Quase metade das mulheres em 57 países não têm liberdade de decisão sobre o seu corpo, desde ter relações sexuais até ao uso de contracepção ou ao acesso a cuidados médicos, uma realidade acentuada na África Subsaariana.
O retrato é traçado no relatório anual sobre o Estado da População Mundial – produzido pelo Fundo das Nações Unidas para a População (UNFPA) e apresentado hoje em Genebra -, que analisou pela primeira vez a autonomia das mulheres na tomada de decisões sobre o ser corpo.
Intitulado “O Meu Corpo é Meu”, o relatório pormenoriza as violações dos direitos das mulheres nestes países, desde a violação à esterilização forçada até à imposição de testes de virgindade ou à mutilação genital.
Também analisa como as mulheres não estão autorizadas a tomar decisões sobre o seu próprio corpo sem risco de violência ou de serem sujeitas à decisão de outra pessoa sobre a sua integridade física.
O relatório centra-se principalmente em três questões: se as mulheres podem dizer não ao sexo, se podem decidir sobre o uso de contracetivos e se podem decidir sobre os cuidados médicos.
De acordo com o documento, que se baseia em dados de 57 países em desenvolvimento, incluindo os lusófonos Angola, Moçambique, São Tomé e Príncipe e Timor-Leste, apenas 55 por cento das mulheres podem decidir plenamente nestas três áreas.
Esta percentagem, contudo, variam significativamente entre regiões: enquanto na América Latina e nas Caraíbas e no Leste e Sudeste Asiático cerca de 75 por cento das mulheres têm o seu direito à autonomia corporal respeitado, na África Central e Ocidental esse número é inferior a 40 por cento.
Em três países da África Subsaariana – Mali, Níger e Senegal – a capacidade de tomar decisões sobre o seu corpo é reconhecido a menos de 10 por cento das mulheres, segundo o estudo.
Em alguns países, como o Mali, o relatório mostra que uma clara maioria de mulheres pode decidir sobre contracetivos, mas apenas 22 por cento pode fazê-lo quando se trata de procurar cuidados médicos e apenas uma em cada três mulheres pode recusar sexo.
Em Angola, 62% das mulheres têm autonomia para tomar decisões nas três questões analisadas, um valor que desce para 49 por cento em Moçambique, para 46 por cento em São Tomé e Príncipe e para 40 por cento em Timor-Leste.
No conjunto da África Subsaariana, menos de uma em cada duas mulheres (48%) tem autonomia para tomar estas decisões.
O relatório aponta que apenas 56 por cento dos países inquiridos têm leis e políticas abrangentes sobre educação sexual.

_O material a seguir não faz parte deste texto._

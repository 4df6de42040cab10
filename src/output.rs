// src/output.rs
use crate::types::{DomainReport, OutputConfig, OutputFormat, ScoutError, ValidatedResult};
use async_trait::async_trait;
use std::collections::BTreeMap;
use std::fs::{self, File};
use std::io::{BufWriter, Write};
use std::path::{Path, PathBuf};

/// Consumer of finished enumerations.
#[async_trait]
pub trait OutputSink: Send + Sync {
    /// Called once per root domain as soon as it is done.
    async fn write_domain(&self, report: &DomainReport) -> Result<(), ScoutError>;

    /// Called once at the end of a run with every root domain's report.
    async fn write_aggregate(&self, reports: &[DomainReport]) -> Result<(), ScoutError>;
}

pub struct OutputManager {
    config: OutputConfig,
}

impl OutputManager {
    pub fn new(config: OutputConfig) -> Self {
        Self { config }
    }

    fn domain_file(&self, directory: &Path, domain: &str) -> PathBuf {
        directory.join(format!("{}.{}", domain, self.config.format.extension()))
    }

    fn create_file(path: &Path) -> Result<BufWriter<File>, ScoutError> {
        if let Some(parent) = path.parent().filter(|p| !p.as_os_str().is_empty()) {
            fs::create_dir_all(parent)
                .map_err(|e| ScoutError::OutputError(format!("Failed to create directory: {}", e)))?;
        }
        let file = File::create(path)
            .map_err(|e| ScoutError::OutputError(format!("Failed to create file {}: {}", path.display(), e)))?;
        Ok(BufWriter::new(file))
    }

    fn write_reports<W: Write>(&self, writer: &mut W, reports: &[&DomainReport]) -> Result<(), ScoutError> {
        match self.config.format {
            OutputFormat::Text => self.write_text_output(writer, reports)?,
            OutputFormat::Json => self.write_json_output(writer, reports)?,
            OutputFormat::Csv => self.write_csv_output(writer, reports)?,
            OutputFormat::Aquatone => self.write_aquatone_output(writer, reports)?,
        }
        writer.flush().map_err(|e| ScoutError::OutputError(e.to_string()))
    }

    fn write_text_output<W: Write>(&self, writer: &mut W, reports: &[&DomainReport]) -> Result<(), ScoutError> {
        // Several roots may share hosts; print each once.
        let mut merged: BTreeMap<&str, &ValidatedResult> = BTreeMap::new();
        for result in reports.iter().flat_map(|r| r.results.iter()) {
            merged.entry(result.hostname.as_str()).or_insert(result);
        }

        for result in merged.values() {
            let line = self.text_line(result);
            writeln!(writer, "{}", line).map_err(|e| ScoutError::OutputError(e.to_string()))?;
        }
        Ok(())
    }

    fn text_line(&self, result: &ValidatedResult) -> String {
        let mut line = String::new();
        if self.config.verbose {
            if let Some(source) = result.source {
                line.push_str(&format!("[{}] ", source));
            }
        }
        line.push_str(&result.hostname);
        if self.config.include_ips && result.resolved() {
            line.push_str(" - ");
            line.push_str(&join_addresses(result, ", "));
        }
        line
    }

    fn write_json_output<W: Write>(&self, writer: &mut W, reports: &[&DomainReport]) -> Result<(), ScoutError> {
        let json = match reports {
            [single] => serde_json::to_string_pretty(single),
            many => serde_json::to_string_pretty(many),
        }
        .map_err(|e| ScoutError::OutputError(format!("Failed to serialize JSON: {}", e)))?;

        writeln!(writer, "{}", json).map_err(|e| ScoutError::OutputError(e.to_string()))
    }

    fn write_csv_output<W: Write>(&self, writer: &mut W, reports: &[&DomainReport]) -> Result<(), ScoutError> {
        let header = if self.config.include_ips {
            "domain,subdomain,source,resolved,ip_addresses"
        } else {
            "domain,subdomain,source,resolved"
        };
        writeln!(writer, "{}", header).map_err(|e| ScoutError::OutputError(e.to_string()))?;

        for report in reports {
            for result in &report.results {
                let source = result.source.map(|s| s.to_string()).unwrap_or_default();
                let row = if self.config.include_ips {
                    format!(
                        "{},{},{},{},\"{}\"",
                        report.domain,
                        result.hostname,
                        source,
                        result.resolved(),
                        join_addresses(result, ", ")
                    )
                } else {
                    format!("{},{},{},{}", report.domain, result.hostname, source, result.resolved())
                };
                writeln!(writer, "{}", row).map_err(|e| ScoutError::OutputError(e.to_string()))?;
            }
        }

        Ok(())
    }

    /// `{"host": "first ip"}`; unresolved hosts are left out.
    fn write_aquatone_output<W: Write>(&self, writer: &mut W, reports: &[&DomainReport]) -> Result<(), ScoutError> {
        let hosts: BTreeMap<&str, String> = reports
            .iter()
            .flat_map(|r| r.results.iter())
            .filter_map(|result| {
                result
                    .addresses
                    .iter()
                    .next()
                    .map(|ip| (result.hostname.as_str(), ip.to_string()))
            })
            .collect();

        let json = serde_json::to_string_pretty(&hosts)
            .map_err(|e| ScoutError::OutputError(format!("Failed to serialize JSON: {}", e)))?;
        writeln!(writer, "{}", json).map_err(|e| ScoutError::OutputError(e.to_string()))
    }
}

#[async_trait]
impl OutputSink for OutputManager {
    async fn write_domain(&self, report: &DomainReport) -> Result<(), ScoutError> {
        if self.config.file.is_none() {
            let stdout = std::io::stdout();
            let mut handle = stdout.lock();
            self.write_reports(&mut handle, &[report])?;
        }

        if let Some(directory) = &self.config.directory {
            let path = self.domain_file(directory, &report.domain);
            let mut file = Self::create_file(&path)?;
            self.write_reports(&mut file, &[report])?;
            log::info!("Results for {} written to: {}", report.domain, path.display());
        }

        Ok(())
    }

    async fn write_aggregate(&self, reports: &[DomainReport]) -> Result<(), ScoutError> {
        let Some(path) = &self.config.file else {
            return Ok(());
        };

        let reports: Vec<&DomainReport> = reports.iter().collect();
        let mut file = Self::create_file(path)?;
        self.write_reports(&mut file, &reports)?;

        if !self.config.silent {
            eprintln!("Results written to: {}", path.display());
        }
        Ok(())
    }
}

fn join_addresses(result: &ValidatedResult, separator: &str) -> String {
    result
        .addresses
        .iter()
        .map(|ip| ip.to_string())
        .collect::<Vec<_>>()
        .join(separator)
}

#[cfg(test)]
mod tests {
    use super::*;
    use crate::sources::SourceId;
    use crate::types::EnumerationStats;
    use std::time::Duration;

    fn result(host: &str, ips: &[&str]) -> ValidatedResult {
        ValidatedResult {
            hostname: host.to_string(),
            source: Some(SourceId::Crtsh),
            addresses: ips.iter().map(|ip| ip.parse().unwrap()).collect(),
        }
    }

    fn report(domain: &str, results: Vec<ValidatedResult>) -> DomainReport {
        DomainReport {
            domain: domain.to_string(),
            stats: EnumerationStats {
                total_found: results.len(),
                unique_subdomains: results.len(),
                resolved_count: results.iter().filter(|r| r.resolved()).count(),
                sources_used: vec!["crtsh".to_string()],
                source_errors: 0,
                duration: Duration::from_millis(5),
            },
            results,
            timestamp: "2024-01-01T00:00:00+00:00".to_string(),
        }
    }

    fn manager(format: OutputFormat) -> OutputManager {
        OutputManager::new(OutputConfig {
            format,
            ..OutputConfig::default()
        })
    }

    fn render(manager: &OutputManager, reports: &[&DomainReport]) -> String {
        let mut buffer = Vec::new();
        manager.write_reports(&mut buffer, reports).unwrap();
        String::from_utf8(buffer).unwrap()
    }

    #[test]
    fn test_text_output_merges_roots() {
        let a = report("example.com", vec![result("a.example.com", &[]), result("b.example.com", &["10.0.0.2"])]);
        let b = report("a.example.com", vec![result("a.example.com", &[])]);

        let text = render(&manager(OutputFormat::Text), &[&a, &b]);
        assert_eq!(text, "a.example.com\nb.example.com - 10.0.0.2\n");
    }

    #[test]
    fn test_verbose_text_shows_source() {
        let mut m = manager(OutputFormat::Text);
        m.config.verbose = true;
        m.config.include_ips = false;
        let r = report("example.com", vec![result("b.example.com", &["10.0.0.2"])]);
        assert_eq!(render(&m, &[&r]), "[crtsh] b.example.com\n");
    }

    #[test]
    fn test_csv_output() {
        let r = report("example.com", vec![result("b.example.com", &["10.0.0.2", "10.0.0.1"])]);
        let csv = render(&manager(OutputFormat::Csv), &[&r]);
        let lines: Vec<&str> = csv.lines().collect();
        assert_eq!(lines[0], "domain,subdomain,source,resolved,ip_addresses");
        assert_eq!(lines[1], "example.com,b.example.com,crtsh,true,\"10.0.0.1, 10.0.0.2\"");
    }

    #[test]
    fn test_aquatone_output_skips_unresolved() {
        let r = report(
            "example.com",
            vec![result("a.example.com", &[]), result("b.example.com", &["10.0.0.2"])],
        );
        let json = render(&manager(OutputFormat::Aquatone), &[&r]);
        let parsed: serde_json::Value = serde_json::from_str(&json).unwrap();
        assert_eq!(parsed, serde_json::json!({"b.example.com": "10.0.0.2"}));
    }

    #[test]
    fn test_json_single_report_is_object() {
        let r = report("example.com", vec![result("a.example.com", &[])]);
        let parsed: serde_json::Value =
            serde_json::from_str(&render(&manager(OutputFormat::Json), &[&r])).unwrap();
        assert_eq!(parsed["domain"], "example.com");
        assert_eq!(parsed["results"][0]["hostname"], "a.example.com");
    }

    #[tokio::test]
    async fn test_directory_and_aggregate_files() {
        let dir = tempfile::tempdir().unwrap();
        let aggregate = dir.path().join("all.txt");
        let manager = OutputManager::new(OutputConfig {
            file: Some(aggregate.clone()),
            directory: Some(dir.path().join("per-domain")),
            silent: true,
            ..OutputConfig::default()
        });

        let a = report("example.com", vec![result("www.example.com", &[])]);
        let b = report("example.org", vec![result("mail.example.org", &[])]);
        manager.write_domain(&a).await.unwrap();
        manager.write_domain(&b).await.unwrap();
        manager.write_aggregate(&[a, b]).await.unwrap();

        let per_domain = fs::read_to_string(dir.path().join("per-domain/example.org.txt")).unwrap();
        assert_eq!(per_domain, "mail.example.org\n");
        let all = fs::read_to_string(aggregate).unwrap();
        assert_eq!(all, "mail.example.org\nwww.example.com\n");
    }

    #[tokio::test]
    async fn test_unwritable_directory_is_output_error() {
        let file = tempfile::NamedTempFile::new().unwrap();
        let manager = OutputManager::new(OutputConfig {
            file: Some(file.path().join("nested/out.txt")),
            silent: true,
            ..OutputConfig::default()
        });
        let err = manager.write_aggregate(&[]).await.unwrap_err();
        assert!(matches!(err, ScoutError::OutputError(_)));
    }
}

O relatório enumera ainda 20 países ou territórios que têm leis que permitem que um violador se case com a sua vítima para escapar à acusação e 43 estados que não têm leis sobre violação conjugal.
Mais de 30 países impõem restrições ao movimento das mulheres fora de casa.
O estudo foi apresentado em Portugal, durante uma sessão em formato digital, pela directora-executiva do FNUAP em Genebra, a portuguesa Mónica Ferro, e contou com a participação do secretário de Estado dos Negócios Estrangeiros e da Cooperação e presidente da Comissão Nacional para os Direitos Humanos (CNDH), Francisco André.
“Muitas vezes, quando perguntadas, as mulheres e raparigas não sabem que têm o direito a dizer não a ter relações sexuais com o seu marido. É um dado muito interessante e que tem muito a ver com o trabalho que tem de ser feito ao nível das normas sociais e da educação”, disse Mónica Ferro.
A directora-executiva do FNUAP assinalou ainda que a negação da autonomia corporal reveste formas tão diferentes como o casamento infantil, a mutilação genital, a violação conjugal e as leis que ditam o casamento com os violadores, entre outras práticas.
“Alcançar a autonomia e a integridade corporal depende da igualdade de género e de afastarmos as normas e as práticas patriarcais que veem a mulher ainda como tendo menos direitos do que o homem e o seu bem-estar como sendo menos relevante”, considerou.
Por seu lado, o secretário de Estado dos Negócios Estrangeiros e Cooperação, Francisco André, sublinhou a pertinência da abordagem do relatório, considerando que as suas conclusões serão “extremamente valiosas” e darão um “contributo da maior relevância quer no plano interno quer no contexto da política de cooperação e dos projetos com os países parceiros”.